The Unity (© Bryan Way)
Page 2
It takes a few
discreet bends in the road until I’m finally on the main street of my little
town, West Chester Pike (PA Rt. 3), and from there it’s only a few more miles
to get to the blue route, which in turn leads to the PA turnpike, which takes
me directly into Allentown.
The volume on the stereo is turned up to the maximum, which shakes the review
mirror, creating wispy trails of light out of anything in my wake, including
the flashing lights of an ambulance as it screams past me into the night.
Travel on the
roads seems kind of light. I’m a night owl, the kind of person who sleeps from
seven in the morning until three in the afternoon, and normally traffic is this
light only at three in the morning, just before that perfect balance between people
getting home on weekends and the early morning rush getting started. It’s kind
of ominous, but perhaps it’s rendered that way by the music I’m listening to.
At the appropriate time, I turn left onto the blue route (PA Rt. 476 North).
It’s actually
quite astonishing that I’ve never been in an accident, my brain is always in a
rigid state of autopilot when I’m driving; usually because I’m thinking of
something. Sometimes it’s music, sometimes it’s girls, but none of it is ever
relevant to driving, unless I have no idea where I’m going. Road trips are
usually therapeutic for me. Often times I talk out a lot of issues I’m having
with myself. There’s nothing quite like having an interesting night somewhere
and having to drive home, and I find almost everything interesting. I guess it
can be described by having to drive an hour to get home after losing one’s
virginity. Road signs, radio, stop lights; nothing matters. The mind is abuzz
of what has just happened, thinking about what the future holds, what this
event could end up meaning. Well, I just happen to think that way about
everything, and this trip is no exception.
This trip will
be reserved for thinking about Alice, this I can feel after being on the highway for less than a
minute. I can’t help but think of the little things she’s changed in me, none
of which were done forcefully, thank God. She has an infectious sort of
generosity, the sort where money ceases to be an object even when she has
limited income. That generosity is compounded by her keen awareness for gifts,
as she will pick up on the slightest mention of something hard to find or
expensive and go to great lengths to hunt it down for someone. That’s rubbed
off on me, and as a result I’ve started giving gifts to people even when I
don’t expect something in return.
She’s probably
craves contact more than anyone else I’ve known, and not simply in a sexual
sense. She needs to be hugged and kissed, and more than anything else held.

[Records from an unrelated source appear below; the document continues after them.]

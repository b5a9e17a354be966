//! Shared utility modules used across Folio components.

pub mod id;
pub mod levenshtein;
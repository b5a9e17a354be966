use std::path::Path;

use anyhow::{Context, Result};
use async_trait::async_trait;
use folio::{DocumentRecord, FolioConfig, IndexBuilder, IndexContext, IndexEvent, IndexObserver};

use crate::cli::IndexCommand;
use crate::output::{self, OutputFormat};

/// Prints each event as the build reports it.
struct Progress {
    format: OutputFormat,
}

#[async_trait]
impl IndexObserver for Progress {
    async fn on_event(&mut self, event: IndexEvent) {
        output::print_event(&event, self.format);
    }
}

fn read_records(path: &Path) -> Result<Vec<DocumentRecord>> {
    let content = std::fs::read_to_string(path)
        .with_context(|| format!("Failed to read {}", path.display()))?;
    serde_json::from_str(&content)
        .with_context(|| format!("Failed to parse document records in {}", path.display()))
}

/// Execute an index command.
pub async fn run(cmd: IndexCommand, config: &FolioConfig, format: OutputFormat) -> Result<()> {
    let records = read_records(&cmd.documents)?;
    let context = IndexContext::from_config(config).context("Invalid analysis configuration")?;

    let mut progress = Progress { format };
    let summary = IndexBuilder::new(&context)
        .mode(cmd.mode.into())
        .transactional(!cmd.no_transaction)
        .build(&cmd.db, &records, &mut progress)
        .await
        .with_context(|| format!("Failed to build index at {}", cmd.db.display()))?;

    output::print_summary(&summary, format)
}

When I embrace her, I can feel her security radiating out, I can actually feel
her become more at ease. It’s made me very receptive and attentive to her
needs, and whereas in the past I’ve been at times cold to my mother, I’ve
started to warm up more to giving her hugs and even kisses with regularity because
I’ve become so comfortable with it.
I could spend
years touching her body. My hands usually find my way to the small of her back
and end up working their way up and around to her neck, down her arms and back,
across her breasts, and down to her thighs over and over again. I feel like a
child with a newly opened Christmas gift, running my hands over the surface to
reaffirm that what I have before me is actually real.
I take notice of
the snow that wisps into little vortexes in the wake of the few cars on the
road; it seems to be so light that will never actually touch the ground. To my
good fortune, the people on the road are going uncharacteristically fast, which
allows me to use them as my driving guinea pigs. Usually these people don’t
kiss 90 miles an hour, but tonight they’re making out with it and stepping up
to more dangerous speeds. Not that I mind, but usually people like this look
more like they’re trying to get away from something than get somewhere.
As if on cue
with my thought process, the people in front of me slow down rather quickly.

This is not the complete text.